First, comparing our Texas Hill Country lakes with lakes outside this Hill Country region is essentially an apples-to-oranges comparison. Our Hill Country lakes, which include Belton, Stillhouse, Georgetown and Canyon (near Gruene) all have similar characteristics: They are fed by small tributaries, they have a primarily hard, exposed limestone bottom, they have minimal aquatic vegetation, and they have relatively clear water.

When it comes to providing outstanding habitat for largemouth bass, these reservoirs come up short. Prior to their creation, most of the timber and brush in the area to be flooded by these reservoirs was bulldozed clean, leaving standing timber generally only in heavily sloped areas where the dozers could not work. So, without much timber and without much vegetation, a reservoir’s capacity to sustain an excellent population of largemouth bass is automatically limited.


Next comes the matter of fertility. Fertility is essentially the relative amount of nutrients in a given quantity of water. Reservoirs with high fertility will have relatively more nutrients in a given quantity of water and will therefore be able to produce more pounds of fish in that given quantity of water.

The opposite is true for reservoirs with low fertility. Unfortunately, our Hill Country reservoirs are not very fertile. The watersheds (that land area which, when rained upon, drains into a given reservoir) for our Hill Country reservoirs contain little in the way of topsoil and decomposed vegetation. So, when it rains, the runoff which eventually ends up in the reservoir does not pick up many nutrients to fertilize the reservoir. Man’s activities that often contribute to reservoir fertility, like farming, which adds fertilizer to the soil, and ranching, which results in manure being deposited on the ground, are also fairly limited in our Hill Country watersheds, so we miss out on these forms of fertilizer, as well.

So what does all of this mean to the fisherman? It means, all else being equal, our Hill Country reservoirs simply will not produce as many fish nor the size of fish that reservoirs in more fertile regions will.

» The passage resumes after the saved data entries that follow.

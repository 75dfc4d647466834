//! Color value types and conversions
//!
//! Three fixed-range integer representations of the same color point:
//!
//! - [`Rgb`]: 8-bit channel triple; the canonical form everything
//!   normalizes to.
//! - [`Hsl`]: hue/saturation/lightness view; the working space for
//!   lightness and hue manipulation.
//! - [`Hsv`]: hue/saturation/value view.
//!
//! Construction never fails: channels clamp into range and hue wraps
//! modulo 360. Conversions truncate when scaling back to integers, so
//! cylindrical round-trips are close but not bit-exact.
//!
//! # Example
//!
//! ```
//! use colorkit::{Hsl, Rgb};
//!
//! let rgb = Rgb::new(51, 102, 153);
//! let hsl = rgb.to_hsl();
//! assert_eq!(hsl.to_css(), "hsl(210, 49%, 40%)");
//! ```

mod hsl;
mod hsv;
mod rgb;

pub use hsl::Hsl;
pub use hsv::Hsv;
pub use rgb::Rgb;
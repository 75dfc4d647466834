//! HSV color type

use super::rgb::Rgb;

/// A color in HSV coordinates: hue in degrees `0..360`, saturation and
/// value in percent `0..=100`. Construction wraps hue and clamps the
/// percentages, same as [`Hsl`](super::hsl::Hsl).
#[derive(Debug, Clone, Copy, PartialEq, Eq, Hash)]
pub struct Hsv {
    h: u16,
    s: u8,
    v: u8,
}

impl Hsv {
    /// Create an Hsv color, wrapping hue modulo 360 and clamping
    /// saturation and value into `0..=100`.
    #[inline]
    pub fn new(h: i32, s: i32, v: i32) -> Self {
        Self {
            h: h.rem_euclid(360) as u16,
            s: s.clamp(0, 100) as u8,
            v: v.clamp(0, 100) as u8,
        }
    }

    /// Hue in degrees, `0..360`.
    #[inline]
    pub fn h(self) -> u16 {
        self.h
    }

    /// Saturation in percent, `0..=100`.
    #[inline]
    pub fn s(self) -> u8 {
        self.s
    }

    /// Value (brightness) in percent, `0..=100`.
    #[inline]
    pub fn v(self) -> u8 {
        self.v
    }

    /// Convert to RGB via the sextant algorithm, truncating on the way
    /// back to `0..=255` (same drift caveat as HSL).
    pub fn to_rgb(self) -> Rgb {
        let h = f64::from(self.h) / 360.0;
        let s = f64::from(self.s) / 100.0;
        let v = f64::from(self.v) / 100.0;

        if s == 0.0 {
            let gray = (v * 255.0) as i32;
            return Rgb::new(gray, gray, gray);
        }

        let sextant = (h * 6.0) as i32;
        let f = h * 6.0 - f64::from(sextant);
        let p = v * (1.0 - s);
        let q = v * (1.0 - s * f);
        let t = v * (1.0 - s * (1.0 - f));

        let (r, g, b) = match sextant.rem_euclid(6) {
            0 => (v, t, p),
            1 => (q, v, p),
            2 => (p, v, t),
            3 => (p, q, v),
            4 => (t, p, v),
            _ => (v, p, q),
        };

        Rgb::new((r * 255.0) as i32, (g * 255.0) as i32, (b * 255.0) as i32)
    }

    /// Convenience: convert to RGB, then render as hex.
    pub fn to_hex(self) -> String {
        self.to_rgb().to_hex()
    }
}
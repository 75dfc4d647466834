//! colorkit: color parsing, conversion, and palette generation
//!
//! This library parses color literals, converts between RGB/HSL/HSV
//! models, performs perceptual manipulations, and derives color schemes
//! from seed colors. Everything is a plain value computation: no I/O, no
//! shared state, no threads.
//!
//! # Quick Start
//!
//! [`Color`] is the primary entry point. It accepts any supported input
//! representation and normalizes it to RGB:
//!
//! ```
//! use colorkit::Color;
//!
//! let coral = Color::new("#ff6b6b")?;
//! assert_eq!(coral.hex(), "#ff6b6b");
//! assert_eq!(coral.hsl().to_css(), "hsl(0, 100%, 70%)");
//! assert!(coral.is_light());
//!
//! let softer = coral.lighten(20);
//! assert_eq!(softer.hex(), "#fecccc");
//! # Ok::<(), colorkit::ColorError>(())
//! ```
//!
//! Accepted literals are hex (`#rgb`, `#rrggbb`), functional notation
//! (`rgb()`/`rgba()` and `hsl()`/`hsla()`, with any alpha component
//! ignored), and a small fixed set of [named colors](named::NAMED_COLORS):
//!
//! ```
//! use colorkit::Color;
//!
//! assert_eq!(Color::new("red")?, Color::new("rgb(255, 0, 0)")?);
//! assert_eq!(Color::new("#abc")?.hex(), "#aabbcc");
//! # Ok::<(), colorkit::ColorError>(())
//! ```
//!
//! # Color Schemes
//!
//! The [`palette`] module derives ordered sequences of colors:
//!
//! ```
//! use colorkit::{palette, Color};
//!
//! let base = Color::new("#336699")?;
//! let scheme = palette::triadic(base);
//! assert_eq!(scheme.len(), 3);
//!
//! let ramp = palette::gradient(Color::new("red")?, Color::new("blue")?, 5);
//! assert_eq!(ramp[2].hex(), "#7f007f");
//! # Ok::<(), colorkit::ColorError>(())
//! ```
//!
//! # Numeric Policy
//!
//! Out-of-range numeric input never errors: RGB channels and
//! saturation/lightness/value percentages clamp, hue wraps modulo 360.
//! Only malformed *strings* fail, with a [`ColorError`] naming the
//! offending input. Conversions truncate (never round) when scaling back
//! to integer coordinates, so cylindrical round-trips may drift by a few
//! channel units; outputs are stable and deterministic, and the test
//! suite pins them exactly.

pub mod color;
pub mod error;
pub mod model;
pub mod named;
pub mod palette;

mod parse;

pub use color::{Color, ColorInput};
pub use error::{ColorError, PaletteError};
pub use model::{Hsl, Hsv, Rgb};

I have been fishing Belton and Stillhouse several days each week, every week, for over 23 years. During this time, I’ve landed fewer than 10 white bass that have exceeded 17 inches. Several of these qualified as the past and current lake records on Stillhouse (current weight record is 3.07 pounds, 17.63 inches). In the late spring of 2013, I took a week’s vacation and did several self-guided trips on Lake Tawakoni in East Texas. This region is very fertile. It receives more abundant rainfall, has rich topsoil, has much farming and cattle-raising operations, etc.

During my first two morning trips on Lake Tawakoni, I landed three white bass that measured at or slightly greater than 18 inches. The contrast with our Hill Country reservoirs was stark.


This is not all bad news. We certainly don’t have flocks of tourist anglers covering the surface of our local reservoirs and creating waiting lines at the boat ramps. No, this simply means you need to have realistic expectations. To compare your results with a fishing buddy’s results who fishes outside this region is simply not a legitimate comparison. To compare your own results with your past efforts on fertile lakes like Lake Fork, Fayette County, Lake Bastrop, Sam Rayburn, or Toledo Bend, again, is simply not a legitimate comparison.

That said, comparing your results with those of others in your bass club, with those of other recreational anglers, or with those of professional fishing guides on the same body of water can give you a good basis of comparison as to how well you are doing, or point out to you that there is still room for improvement.

Finally, although our reservoirs are not prime largemouth bass habitat, they are more well-suited for white bass and (where stocked) hybrid striped bass. These fish do not rely on cover to hide and ambush from. Instead they constantly patrol in open water for threadfin shad and gizzard shad. On Belton and Stillhouse, the ratio of white bass to black bass is high. So, if you are not dead-set on angling for a specific species, focus on a gamefish species which is in greater abundance, thus making the most of what we do have here in Central Texas. Fertile or not, it is a wonderful part of Central Texas living to have multiple local reservoirs nearby for the angler to choose from.